Collection entries
################

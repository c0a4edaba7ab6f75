//! Task lifecycle manager.
//!
//! # Responsibility
//! - Mediate every transition between the active and recycle sets.
//! - Enforce recycle-bin retention on maintenance runs and bin views.
//! - Keep callers independent from persistence details.
//!
//! # Invariants
//! - A task id is in at most one set; moves are by value, never copies.
//! - Each mutating operation runs inside one repository unit of work:
//!   load both sets, mutate in memory, save what it touched, commit.
//!   A failed operation rolls back and leaves storage untouched.
//! - `restored_at` is reset on every delete.

use crate::config::LifecycleConfig;
use crate::model::task::{Task, TaskDraft, TaskId, TaskPatch, TaskValidationError};
use crate::repo::task_repo::{RepoError, TaskRepository};
use crate::service::retention::RetentionPolicy;
use crate::store::{ActiveSet, RecycleSet, StoreError};
use log::{debug, info, warn};
use mockable::Clock;
use std::collections::HashSet;
use std::error::Error;
use std::fmt::{Display, Formatter};
use std::sync::Arc;

pub type LifecycleResult<T> = Result<T, LifecycleError>;

/// Failures surfaced by lifecycle operations.
#[derive(Debug)]
pub enum LifecycleError {
    /// Id absent from the set the operation targets.
    NotFound(TaskId),
    /// Rejected input; no store was touched.
    Validation(TaskValidationError),
    /// Storage read/write failure. Not retried.
    Persistence(RepoError),
    /// Loaded state breaks a set invariant (duplicate or misplaced record).
    InconsistentState(String),
}

impl Display for LifecycleError {
    fn fmt(&self, f: &mut Formatter<'_>) -> std::fmt::Result {
        match self {
            Self::NotFound(id) => write!(f, "task not found: {id}"),
            Self::Validation(err) => write!(f, "{err}"),
            Self::Persistence(err) => write!(f, "{err}"),
            Self::InconsistentState(details) => write!(f, "inconsistent task state: {details}"),
        }
    }
}

impl Error for LifecycleError {
    fn source(&self) -> Option<&(dyn Error + 'static)> {
        match self {
            Self::Validation(err) => Some(err),
            Self::Persistence(err) => Some(err),
            Self::NotFound(_) | Self::InconsistentState(_) => None,
        }
    }
}

impl From<TaskValidationError> for LifecycleError {
    fn from(value: TaskValidationError) -> Self {
        Self::Validation(value)
    }
}

impl From<RepoError> for LifecycleError {
    fn from(value: RepoError) -> Self {
        Self::Persistence(value)
    }
}

impl From<StoreError> for LifecycleError {
    fn from(value: StoreError) -> Self {
        match value {
            StoreError::NotFound(id) => Self::NotFound(id),
            other => Self::InconsistentState(other.to_string()),
        }
    }
}

/// One row of the recycle-bin view.
#[derive(Debug, Clone, PartialEq, Eq)]
pub struct RecycledEntry {
    pub task: Task,
    /// Epoch milliseconds at which the retention sweep purges this task.
    pub expires_at: i64,
}

/// Recycle-bin contents after read-time compaction.
#[derive(Debug, Clone, PartialEq, Eq)]
pub struct RecycleBinView {
    /// Clock reading used for the compaction sweep.
    pub viewed_at: i64,
    /// Number of expired tasks purged while opening the view.
    pub purged: usize,
    /// Remaining entries in deletion order.
    pub entries: Vec<RecycledEntry>,
}

/// Owns both task sets through an injected repository and clock.
pub struct LifecycleManager<R: TaskRepository, C: Clock> {
    repo: R,
    clock: Arc<C>,
    retention: RetentionPolicy,
}

impl<R: TaskRepository, C: Clock> LifecycleManager<R, C> {
    /// Creates a manager without touching storage.
    pub fn new(repo: R, clock: Arc<C>, config: LifecycleConfig) -> Self {
        Self {
            repo,
            clock,
            retention: RetentionPolicy::new(config.retention_window_ms()),
        }
    }

    /// Creates a manager and verifies persisted state once.
    ///
    /// # Errors
    /// - `Persistence` when either set cannot be loaded.
    /// - `InconsistentState` when an id appears twice or in both sets.
    pub fn open(repo: R, clock: Arc<C>, config: LifecycleConfig) -> LifecycleResult<Self> {
        let manager = Self::new(repo, clock, config);
        let (active, recycle) = manager.load_sets()?;
        info!(
            "event=lifecycle_open module=lifecycle status=ok active={} recycled={} retention_ms={}",
            active.len(),
            recycle.len(),
            manager.retention.window_ms()
        );
        Ok(manager)
    }

    /// Borrows the repository, e.g. for inspection in tests.
    pub fn repository(&self) -> &R {
        &self.repo
    }

    /// Creates an active task.
    pub fn create(&mut self, draft: TaskDraft) -> LifecycleResult<Task> {
        self.unit_of_work("task_create", |this| {
            let (mut active, _) = this.load_sets()?;
            let task = active.create(draft, this.now_ms())?.clone();
            this.repo.save_active(active.list())?;
            info!(
                "event=task_create module=lifecycle status=ok task_id={}",
                task.id
            );
            Ok(task)
        })
    }

    pub fn get(&self, id: TaskId) -> LifecycleResult<Task> {
        let (active, _) = self.load_sets()?;
        Ok(active.get(id)?.clone())
    }

    /// Lists active tasks in insertion order.
    pub fn list_active(&self) -> LifecycleResult<Vec<Task>> {
        let (active, _) = self.load_sets()?;
        Ok(active.into_tasks())
    }

    /// Lists active tasks whose category equals `category` exactly.
    pub fn list_active_by_category(&self, category: &str) -> LifecycleResult<Vec<Task>> {
        let category = category.trim();
        Ok(self
            .list_active()?
            .into_iter()
            .filter(|task| task.category.as_deref() == Some(category))
            .collect())
    }

    pub fn toggle_complete(&mut self, id: TaskId) -> LifecycleResult<Task> {
        self.unit_of_work("task_toggle", |this| {
            let (mut active, _) = this.load_sets()?;
            let task = active.toggle_complete(id, this.now_ms())?.clone();
            this.repo.save_active(active.list())?;
            info!(
                "event=task_toggle module=lifecycle status=ok task_id={} completed={}",
                id, task.completed
            );
            Ok(task)
        })
    }

    /// Applies a field patch to an active task.
    ///
    /// An empty patch returns the task unchanged without writing.
    pub fn edit(&mut self, id: TaskId, patch: &TaskPatch) -> LifecycleResult<Task> {
        if patch.is_empty() {
            return self.get(id);
        }
        self.unit_of_work("task_edit", |this| {
            let (mut active, _) = this.load_sets()?;
            let task = active.update(id, patch, this.now_ms())??.clone();
            this.repo.save_active(active.list())?;
            info!("event=task_edit module=lifecycle status=ok task_id={id}");
            Ok(task)
        })
    }

    /// Moves an active task into the recycle bin.
    pub fn delete(&mut self, id: TaskId) -> LifecycleResult<Task> {
        self.unit_of_work("task_delete", |this| {
            let (mut active, mut recycle) = this.load_sets()?;
            let mut task = active.remove(id)?;
            task.mark_deleted(this.now_ms());
            recycle.insert(task.clone())?;
            this.repo.save_both(active.list(), recycle.list())?;
            info!("event=task_delete module=lifecycle status=ok task_id={id}");
            Ok(task)
        })
    }

    /// Moves a recycled task back into the active set.
    pub fn restore(&mut self, id: TaskId) -> LifecycleResult<Task> {
        self.unit_of_work("task_restore", |this| {
            let (mut active, mut recycle) = this.load_sets()?;
            let mut task = recycle.remove(id)?;
            task.mark_restored(this.now_ms());
            active.insert(task.clone())?;
            this.repo.save_both(active.list(), recycle.list())?;
            info!("event=task_restore module=lifecycle status=ok task_id={id}");
            Ok(task)
        })
    }

    /// Permanently removes one recycled task.
    pub fn purge_one(&mut self, id: TaskId) -> LifecycleResult<Task> {
        self.unit_of_work("task_purge", |this| {
            let (_, mut recycle) = this.load_sets()?;
            let task = recycle.remove(id)?;
            this.repo.save_recycle(recycle.list())?;
            info!("event=task_purge module=lifecycle status=ok task_id={id}");
            Ok(task)
        })
    }

    /// Permanently removes every recycled task, returning how many were dropped.
    pub fn empty_recycle_bin(&mut self) -> LifecycleResult<usize> {
        self.unit_of_work("recycle_empty", |this| {
            let (_, mut recycle) = this.load_sets()?;
            let purged = recycle.clear().len();
            if purged > 0 {
                this.repo.save_recycle(recycle.list())?;
            }
            info!("event=recycle_empty module=lifecycle status=ok purged={purged}");
            Ok(purged)
        })
    }

    /// Discards recycled tasks at or past the retention window as of `now`.
    pub fn sweep(&mut self, now: i64) -> LifecycleResult<usize> {
        self.unit_of_work("recycle_sweep", |this| {
            let (_, mut recycle) = this.load_sets()?;
            this.sweep_loaded(&mut recycle, now)
        })
    }

    /// Maintenance trigger: sweeps using the manager clock.
    pub fn run_maintenance(&mut self) -> LifecycleResult<usize> {
        let now = self.now_ms();
        self.sweep(now)
    }

    /// Opens the recycle bin, compacting expired entries first.
    pub fn open_recycle_bin(&mut self) -> LifecycleResult<RecycleBinView> {
        self.unit_of_work("recycle_view", |this| {
            let (_, mut recycle) = this.load_sets()?;
            let now = this.now_ms();
            let purged = this.sweep_loaded(&mut recycle, now)?;
            let retention = this.retention;
            let entries = recycle
                .into_tasks()
                .into_iter()
                .map(|task| {
                    let expires_at = retention.expires_at(task.deleted_at.unwrap_or(now));
                    RecycledEntry { task, expires_at }
                })
                .collect();
            Ok(RecycleBinView {
                viewed_at: now,
                purged,
                entries,
            })
        })
    }

    fn now_ms(&self) -> i64 {
        self.clock.utc().timestamp_millis()
    }

    /// Runs `op` between `begin` and `commit`; rolls back on any error.
    fn unit_of_work<T, F>(&mut self, event: &str, op: F) -> LifecycleResult<T>
    where
        F: FnOnce(&mut Self) -> LifecycleResult<T>,
    {
        self.repo.begin()?;
        let result = op(self).and_then(|value| {
            self.repo.commit()?;
            Ok(value)
        });
        if let Err(err) = &result {
            self.repo.rollback();
            warn!("event={event} module=lifecycle status=error error={err}");
        }
        result
    }

    fn sweep_loaded(&mut self, recycle: &mut RecycleSet, now: i64) -> LifecycleResult<usize> {
        let discarded = self.retention.sweep(recycle, now);
        if !discarded.is_empty() {
            self.repo.save_recycle(recycle.list())?;
        }
        for task in &discarded {
            debug!(
                "event=recycle_sweep_item module=lifecycle task_id={} deleted_at={}",
                task.id,
                task.deleted_at.unwrap_or_default()
            );
        }
        info!(
            "event=recycle_sweep module=lifecycle status=ok now={} discarded={} remaining={}",
            now,
            discarded.len(),
            recycle.len()
        );
        Ok(discarded.len())
    }

    fn load_sets(&self) -> LifecycleResult<(ActiveSet, RecycleSet)> {
        let active = ActiveSet::from_tasks(self.repo.load_active()?)?;
        let recycle = RecycleSet::from_tasks(self.repo.load_recycle()?)?;

        let active_ids: HashSet<TaskId> = active.list().iter().map(|task| task.id).collect();
        if let Some(task) = recycle
            .list()
            .iter()
            .find(|task| active_ids.contains(&task.id))
        {
            warn!(
                "event=lifecycle_load module=lifecycle status=error error_code=id_in_both_sets task_id={}",
                task.id
            );
            return Err(LifecycleError::InconsistentState(format!(
                "task {} is present in both active and recycle sets",
                task.id
            )));
        }

        Ok((active, recycle))
    }
}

################

### What the exercise asks
Your reply should contain only the number of lines in the entries above with the word "struct".

### Your solution
3